O recado do governo de Cristina Kirchner já foi repassado ao Palácio do Planalto. Os argentinos, no entanto, não vão fazer nenhum alarde para anunciar a reversão da decisão para não causar mais problemas com a Espanha, que não se conforma com a expropriação da participação que a Repsol tinha na YPF. "Há coisas que a gente faz e não fala. Esta decisão deve ser tomada nesses moldes", disse fonte do governo brasileiro.

Em Brasília, permanece o sentimento de que os argentinos "não têm motivo" para repetir com empresas brasileiras, a mesma atitude tomada em relação à petrolífera espanhola. "Mas uma luz amarela acendeu em relação a novos investimentos brasileiros no País", ressaltou o interlocutor do governo brasileiro, comentando, no entanto "que eles não são nem loucos" de fazer uma coisa parecida com o Brasil.

A certeza se baseia no fato que a relação entre Brasil e Argentina é umbilical e há vínculos muito fortes entre as duas economias. "Há uma dependência comercial e energética", prosseguiu a fonte, lembrando que, em relação à Espanha, a dependência é mínima.

Oficialmente, o governo brasileiro continuará evitando comentar a decisão tomada contra os espanhóis, embora fontes ouvidas pelo Estado tenham considerado o gesto, no mínimo, pirotécnico e com potencial para trazer prejuízos à imagem da Argentina.

Pressão.
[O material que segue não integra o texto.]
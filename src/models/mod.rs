//! Data models for WTFCopy.
//!
//! - [`GameVersion`]: the closed set of client folders (`_retail_`, `_classic_era_`, ...)
//! - [`Identity`]: an (account, server, character) triple discovered on disk
//! - [`CopyTarget`]: a version plus an identity, used as migration source or destination
//! - [`UserConfig`]: user preferences loaded from `wtfcopy.yaml`
//!
//! The layout constants (`ACCOUNT_ARTIFACTS`, `SAVED_VARIABLES_DIR`, ...) mirror the
//! client's own file layout and must match it exactly.

pub mod config;
pub mod install;

pub use config::UserConfig;
pub use install::{
    ACCOUNT_ARTIFACTS, ACCOUNT_DIR, CACHE_MARKER, CHARACTER_ARTIFACTS, CopyTarget, GameVersion,
    Identity, SAVED_VARIABLES_DIR, SAVED_VARIABLES_EXTENSION, WTF_DIR,
};
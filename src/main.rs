//! WTFCopy - Copy World of Warcraft character configuration
//!
//! Main entry point for the interactive terminal tool.
//!
//! # Overview
//!
//! This binary wires the library together:
//! - Configuration loading ([`ConfigManager`], `wtfcopy.yaml` + `WTFCOPY_*` variables)
//! - Logging infrastructure (rotating file logs + warnings on stderr)
//! - The interactive workflow ([`WorkflowController`] with [`InquireSelector`])
//!
//! # Execution Flow
//!
//! 1. Parse command line arguments
//! 2. Load the user configuration
//! 3. Initialize logging → `<config dir>/logs/wtfcopy.<date>`
//! 4. Locate the installation (command line, remembered, default, or browsing)
//! 5. Pick source and destination characters, confirm, migrate
//! 6. Optionally wait for Enter, then exit
//!
//! # Exit Codes
//!
//! - `0`: migration completed
//! - `1`: cancelled, declined, or the chosen version has no characters
//! - `2`: fatal error

use anyhow::{Context, Result};
use camino::Utf8PathBuf;
use clap::Parser;
use std::io::{self, BufRead};
use std::process::ExitCode;
use wtfcopy::ui::{ConsoleReporter, InquireSelector, WorkflowController, WorkflowOptions};
use wtfcopy::{APP_NAME, ConfigManager, VERSION};

/// Copy keybindings, macros, UI layout and add-on settings between WoW characters
#[derive(Parser, Debug)]
#[command(name = "wtfcopy", version, about)]
struct Cli {
    /// Installation root (the folder containing _retail_, _classic_, ...)
    #[arg(long)]
    root: Option<Utf8PathBuf>,

    /// Where to start browsing when no installation is found
    #[arg(long)]
    browse_from: Option<Utf8PathBuf>,

    /// Directory holding wtfcopy.yaml
    #[arg(long)]
    config_dir: Option<Utf8PathBuf>,

    /// Directory for log files [default: <config dir>/logs]
    #[arg(long)]
    log_dir: Option<Utf8PathBuf>,

    /// Verbose logging, also shown on the console
    #[arg(long)]
    debug: bool,
}

fn main() -> ExitCode {
    let cli = Cli::parse();

    // Until the user config is loaded, pause where a double-clicked console would close
    let mut pause_on_exit = cfg!(windows);
    let result = run(cli, &mut pause_on_exit);

    ExitCode::from(finish(result, pause_on_exit, pause))
}

/// Report a fatal error, wait for Enter when asked to, and pick the exit code.
fn finish(result: Result<u8>, pause_on_exit: bool, wait: impl FnOnce() -> Result<()>) -> u8 {
    let code = match result {
        Ok(code) => code,
        Err(e) => {
            tracing::error!("Fatal error: {:#}", e);
            eprintln!("Error: {:#}", e);
            2
        }
    };

    if pause_on_exit {
        if let Err(e) = wait() {
            tracing::warn!("{:#}", e);
        }
    }
    code
}

fn run(cli: Cli, pause_on_exit: &mut bool) -> Result<u8> {
    let config_dir = cli.config_dir.unwrap_or_else(ConfigManager::default_dir);
    let config_manager = ConfigManager::new(&config_dir)?;
    let user_config = config_manager.load_user_config()?;
    *pause_on_exit = user_config.pause_on_exit;

    let debug_mode = cli.debug || user_config.debug_mode;
    let log_dir = cli.log_dir.unwrap_or_else(|| config_dir.join("logs"));
    let _guard = wtfcopy::logging::setup_logging(&log_dir, APP_NAME, debug_mode, true)?;

    tracing::info!("Starting {} v{}", APP_NAME, VERSION);

    let options = WorkflowOptions {
        root_override: cli.root,
        browse_from: cli.browse_from,
        remembered_root: user_config.install_directory.clone(),
        ..WorkflowOptions::for_current_platform()
    };
    let mut controller =
        WorkflowController::new(InquireSelector, options).with_config_manager(config_manager);

    let outcome = controller
        .run(&mut ConsoleReporter)
        .context("WTFCopy stopped, files copied before the error were kept")?;
    tracing::info!("Finished with {:?}", outcome);

    Ok(outcome.exit_code())
}

/// Keep a double-clicked console window open until Enter is pressed
fn pause() -> Result<()> {
    println!("Press Enter to continue...");
    let mut line = String::new();
    io::stdin()
        .lock()
        .read_line(&mut line)
        .context("Failed to read from stdin")?;
    Ok(())
}

#[cfg(test)]
mod tests {
    use super::*;
    use anyhow::anyhow;
    use std::cell::Cell;

    #[test]
    fn test_fatal_error_still_pauses() {
        let paused = Cell::new(false);
        let code = finish(Err(anyhow!("disk gone")), true, || {
            paused.set(true);
            Ok(())
        });

        assert_eq!(code, 2);
        assert!(paused.get());
    }

    #[test]
    fn test_outcome_code_is_kept() {
        let paused = Cell::new(false);
        let code = finish(Ok(1), false, || {
            paused.set(true);
            Ok(())
        });

        assert_eq!(code, 1);
        assert!(!paused.get());
    }

    #[test]
    fn test_failed_pause_does_not_change_code() {
        assert_eq!(finish(Ok(0), true, || Err(anyhow!("stdin closed"))), 0);
    }
}
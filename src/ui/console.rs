// Console progress output
//
// Prints each migration event as one line, the way the interactive tool reports
// progress, and forwards it to the log.

use crate::progress::{MigrationEvent, ProgressReporter, log_event};

/// Reporter that prints migration progress to the terminal.
#[derive(Debug, Default, Clone, Copy)]
pub struct ConsoleReporter;

/// One-line description of `event`.
pub fn describe(event: &MigrationEvent) -> String {
    match event {
        MigrationEvent::PhaseStarted { phase } => format!("Copying {}", phase),
        MigrationEvent::FileCopied { from, .. } => format!("Copied {}", from),
        MigrationEvent::DirectoryCreated { path } => format!("Created {}", path),
        MigrationEvent::FileRewritten { path, replacements } => {
            format!("Updated {} ({} references)", path, replacements)
        }
        MigrationEvent::CacheRemoved { path } => format!("Removed {}", path),
        MigrationEvent::CacheAbsent { path } => format!("No cache to remove at {}", path),
        MigrationEvent::Failed { phase, message } => {
            format!("Failed during {}: {}", phase, message)
        }
        MigrationEvent::Finished { report } => report.summary(),
    }
}

impl ProgressReporter for ConsoleReporter {
    fn report(&mut self, event: MigrationEvent) {
        log_event(&event);
        match &event {
            MigrationEvent::Failed { .. } => eprintln!("ERROR  {}", describe(&event)),
            MigrationEvent::CacheAbsent { .. } => {}
            _ => println!("INFO  {}", describe(&event)),
        }
    }
}

#[cfg(test)]
mod tests {
    use super::*;
    use crate::services::MigrationPhase;

    #[test]
    fn test_describe() {
        let copied = MigrationEvent::FileCopied {
            from: "src/AddOns.txt".into(),
            to: "dst/AddOns.txt".into(),
            bytes: 3,
        };
        assert_eq!(describe(&copied), "Copied src/AddOns.txt");

        let failed = MigrationEvent::Failed {
            phase: MigrationPhase::CacheInvalidation,
            message: "denied".to_string(),
        };
        assert_eq!(describe(&failed), "Failed during cache invalidation: denied");
    }
}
Na Argentina, ontem, De Vido e o vice-ministro da Economia, Axel Kicillof, ordenaram aos diretores da expropriada YPF que aumentem a produção da empresa imediatamente. O plano é reverter a queda de produção de petróleo e gás da YPF nos últimos anos e mostrar a suposta eficiência do governo da presidente Cristina Kirchner nas empresas estatais.

Além disso, o governo pretende "mostrar serviço" na YPF, e assim reverter a má imagem que a administração estatal teve nos últimos anos no país. Um dos casos emblemáticos é o da companhia aérea Aerolíneas, que após a reestatização, há meia década, sempre fechou os anos com substanciais déficits.

De Vido e Kicillof, respectivamente designados pela presidente Cristina para o posto de interventor e vice-interventor da YPF, ordenaram a preparação de um plano para perfurar e reparar mais de mil poços de petróleo. Além disso, determinaram que a refinaria da YPF na cidade de La Plata, Província de Buenos Aires, deverá aumentar sua produção em 8% de forma imediata.

Os dois também anunciaram a abertura de negociações com a francesa petrolífera Total, para ampliar a capacidade produtiva das jazidas de petróleo que a empresa tem em algumas áreas do país, em conjunto com a YPF. O plano do governo é aumentar em 2 milhões de metros cúbicos diários de gás a produção das jazidas nas áreas de Aguada Pichana e Aguada San Roque, na Província de Neuquén. Ambas são responsáveis por 20% da produção de gás da Argentina.

Na Espanha, o governo do primeiro-ministro Mariano Rajoy vai avaliar hoje que medidas tomar em resposta à decisão argentina na reunião semanal do Conselho de Ministros. Os ministros de Assuntos Exteriores, José Manuel García Margallo, e da Indústria, Manuel Soria, já adiantaram que preparam medidas "claras e contundentes".